■ Problem description ■
Copy every line in the listing that contains "TransactionId".

■ Supplied entries ■
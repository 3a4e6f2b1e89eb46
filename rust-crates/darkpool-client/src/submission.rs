use crate::{
    config::ClientConfig,
    error::{
        InvalidStateError,
        ValidationError,
    },
    transactions::{
        BuildError,
        TransactionBuilder,
        TransitionInput,
        TransitionIntent,
    },
    types::TransactionId,
    wallet::{
        ProviderError,
        SessionError,
        WalletProvider,
        WalletSession,
    },
};
use chrono::{
    DateTime,
    Utc,
};
use thiserror::Error;
use tokio::sync::watch;
use tracing::{
    info,
    warn,
};

#[derive(Debug, Clone, PartialEq, Eq, Default)]
pub enum SubmissionStatus {
    #[default]
    Idle,
    Validating,
    Building,
    AwaitingSignature,
    Submitted(TransactionId),
    Confirmed(TransactionId),
    Failed(FailureKind),
}

impl SubmissionStatus {
    pub fn in_progress(&self) -> bool {
        matches!(
            self,
            SubmissionStatus::Validating
                | SubmissionStatus::Building
                | SubmissionStatus::AwaitingSignature
                | SubmissionStatus::Submitted(_)
        )
    }

    pub fn label(&self) -> &'static str {
        match self {
            SubmissionStatus::Idle => "idle",
            SubmissionStatus::Validating => "validating",
            SubmissionStatus::Building => "building",
            SubmissionStatus::AwaitingSignature => "awaiting signature",
            SubmissionStatus::Submitted(_) => "submitted",
            SubmissionStatus::Confirmed(_) => "confirmed",
            SubmissionStatus::Failed(_) => "failed",
        }
    }
}

#[derive(Debug, Clone, Copy, PartialEq, Eq, Hash)]
pub enum FailureKind {
    Validation,
    UserRejected,
    InsufficientFunds,
    ProviderUnavailable,
    Unexpected,
}

impl FailureKind {
    pub fn user_message(self) -> &'static str {
        match self {
            FailureKind::Validation => "Check the market id, outcome and amount.",
            FailureKind::UserRejected => "Transaction was rejected in the wallet.",
            FailureKind::InsufficientFunds => {
                "Not enough credits for the amount and fee."
            }
            FailureKind::ProviderUnavailable => {
                "Wallet is unavailable. Reconnect it and try again."
            }
            FailureKind::Unexpected => "Transaction failed. Try again later.",
        }
    }
}

impl From<&ProviderError> for FailureKind {
    fn from(error: &ProviderError) -> Self {
        match error {
            ProviderError::UserRejected => FailureKind::UserRejected,
            ProviderError::InsufficientFunds => FailureKind::InsufficientFunds,
            ProviderError::NotReady
            | ProviderError::NotConnected
            | ProviderError::Timeout => FailureKind::ProviderUnavailable,
            ProviderError::Other { .. } => FailureKind::Unexpected,
        }
    }
}

#[derive(Debug, Clone, PartialEq, Eq, Error)]
pub enum SubmissionError {
    #[error(transparent)]
    Validation(#[from] ValidationError),

    #[error("failed to build transition: {0}")]
    Build(#[from] BuildError),

    #[error("no wallet connected")]
    WalletNotConnected,

    #[error(transparent)]
    InvalidState(#[from] InvalidStateError),

    #[error("no wallet provider named `{0}`")]
    UnknownProvider(String),

    #[error(transparent)]
    Provider(#[from] ProviderError),

    #[error("submission cancelled")]
    Cancelled,
}

impl SubmissionError {
    /// Category shown to the user, `None` for lifecycle misuse and cancellation.
    pub fn kind(&self) -> Option<FailureKind> {
        match self {
            SubmissionError::Validation(_) => Some(FailureKind::Validation),
            SubmissionError::Build(_) => Some(FailureKind::Unexpected),
            SubmissionError::WalletNotConnected | SubmissionError::UnknownProvider(_) => {
                Some(FailureKind::ProviderUnavailable)
            }
            SubmissionError::Provider(error) => Some(error.into()),
            SubmissionError::InvalidState(_) | SubmissionError::Cancelled => None,
        }
    }
}

impl From<SessionError> for SubmissionError {
    fn from(error: SessionError) -> Self {
        match error {
            SessionError::InvalidState(error) => SubmissionError::InvalidState(error),
            SessionError::UnknownProvider(name) => SubmissionError::UnknownProvider(name),
            SessionError::Provider(error) => SubmissionError::Provider(error),
        }
    }
}

/// A transaction the wallet accepted for broadcast. Finality is not tracked.
#[derive(Debug, Clone, PartialEq, Eq)]
pub struct TransactionRecord {
    pub transaction_id: TransactionId,
    pub explorer_url: String,
    pub intent: TransitionIntent,
    pub submitted_at: DateTime<Utc>,
}

pub struct SubmissionFlow<'s, P> {
    session: &'s WalletSession<P>,
    config: &'s ClientConfig,
    status: watch::Sender<SubmissionStatus>,
}

impl<'s, P: WalletProvider> SubmissionFlow<'s, P> {
    pub fn new(session: &'s WalletSession<P>, config: &'s ClientConfig) -> Self {
        let (status, _) = watch::channel(SubmissionStatus::default());
        Self {
            session,
            config,
            status,
        }
    }

    pub fn status(&self) -> SubmissionStatus {
        self.status.borrow().clone()
    }

    pub fn subscribe(&self) -> watch::Receiver<SubmissionStatus> {
        self.status.subscribe()
    }

    pub async fn place_bet(
        &self,
        market_id: &str,
        outcome: &str,
        amount: &str,
    ) -> Result<TransactionRecord, SubmissionError> {
        self.submit(&TransitionInput::place_bet(market_id, outcome, amount))
            .await
    }

    pub async fn create_market(
        &self,
        market_id: &str,
        resolution_height: &str,
    ) -> Result<TransactionRecord, SubmissionError> {
        self.submit(&TransitionInput::CreateMarket {
            market_id: market_id.to_owned(),
            resolution_height: resolution_height.to_owned(),
        })
        .await
    }

    pub async fn resolve_market(
        &self,
        market_id: &str,
        winning_outcome: &str,
    ) -> Result<TransactionRecord, SubmissionError> {
        self.submit(&TransitionInput::ResolveMarket {
            market_id: market_id.to_owned(),
            winning_outcome: winning_outcome.to_owned(),
        })
        .await
    }

    /// Runs one submission. Provider failures stay visible as `Failed` until the
    /// next submission; every other ending returns the status to `Idle`, including
    /// dropping the returned future.
    pub async fn submit(
        &self,
        input: &TransitionInput,
    ) -> Result<TransactionRecord, SubmissionError> {
        self.begin()?;
        let reset = IdleOnDrop(Some(&self.status));

        let result = self.drive(input).await;
        match &result {
            Ok(record) => {
                info!(
                    transaction = %record.transaction_id,
                    function = record.intent.transition().function_name(),
                    market = %record.intent.market_id(),
                    "transaction submitted"
                );
                let transaction_id = record.transaction_id.clone();
                self.status
                    .send_replace(SubmissionStatus::Confirmed(transaction_id));
            }
            Err(error) => warn!(
                %error,
                hint = error.kind().map_or("", FailureKind::user_message),
                "submission failed"
            ),
        }
        match result.as_ref().err().and_then(SubmissionError::kind) {
            Some(FailureKind::Validation) => {
                self.status
                    .send_replace(SubmissionStatus::Failed(FailureKind::Validation));
            }
            Some(kind) => {
                self.status.send_replace(SubmissionStatus::Failed(kind));
                reset.disarm();
            }
            None => {}
        }
        result
    }

    /// Like [`Self::submit`], abandoned as soon as `cancel` resolves.
    pub async fn submit_until(
        &self,
        input: &TransitionInput,
        cancel: impl Future<Output = ()>,
    ) -> Result<TransactionRecord, SubmissionError> {
        tokio::select! {
            result = self.submit(input) => result,
            () = cancel => {
                info!("submission cancelled");
                Err(SubmissionError::Cancelled)
            }
        }
    }

    fn begin(&self) -> Result<(), InvalidStateError> {
        let mut result = Ok(());
        self.status.send_if_modified(|status| {
            if status.in_progress() {
                result = Err(InvalidStateError::new("submit", status.label()));
                return false;
            }
            *status = SubmissionStatus::Validating;
            true
        });
        result
    }

    async fn drive(
        &self,
        input: &TransitionInput,
    ) -> Result<TransactionRecord, SubmissionError> {
        let intent = input.validate()?;
        if self.session.identity().is_none() {
            return Err(SubmissionError::WalletNotConnected);
        }

        self.status.send_replace(SubmissionStatus::Building);
        let call = TransactionBuilder::new(self.config).build(&intent)?;

        self.status.send_replace(SubmissionStatus::AwaitingSignature);
        let transaction_id = self.session.request_transaction(&call).await?;

        self.status
            .send_replace(SubmissionStatus::Submitted(transaction_id.clone()));
        Ok(TransactionRecord {
            explorer_url: self.config.explorer_transaction_url(&transaction_id),
            transaction_id,
            intent,
            submitted_at: Utc::now(),
        })
    }
}

struct IdleOnDrop<'a>(Option<&'a watch::Sender<SubmissionStatus>>);

impl IdleOnDrop<'_> {
    fn disarm(mut self) {
        self.0 = None;
    }
}

impl Drop for IdleOnDrop<'_> {
    fn drop(&mut self) {
        if let Some(status) = self.0.take() {
            status.send_replace(SubmissionStatus::Idle);
        }
    }
}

■ Reply ■
    types::TransactionId,
    Submitted(TransactionId),
    Confirmed(TransactionId),
    pub transaction_id: TransactionId,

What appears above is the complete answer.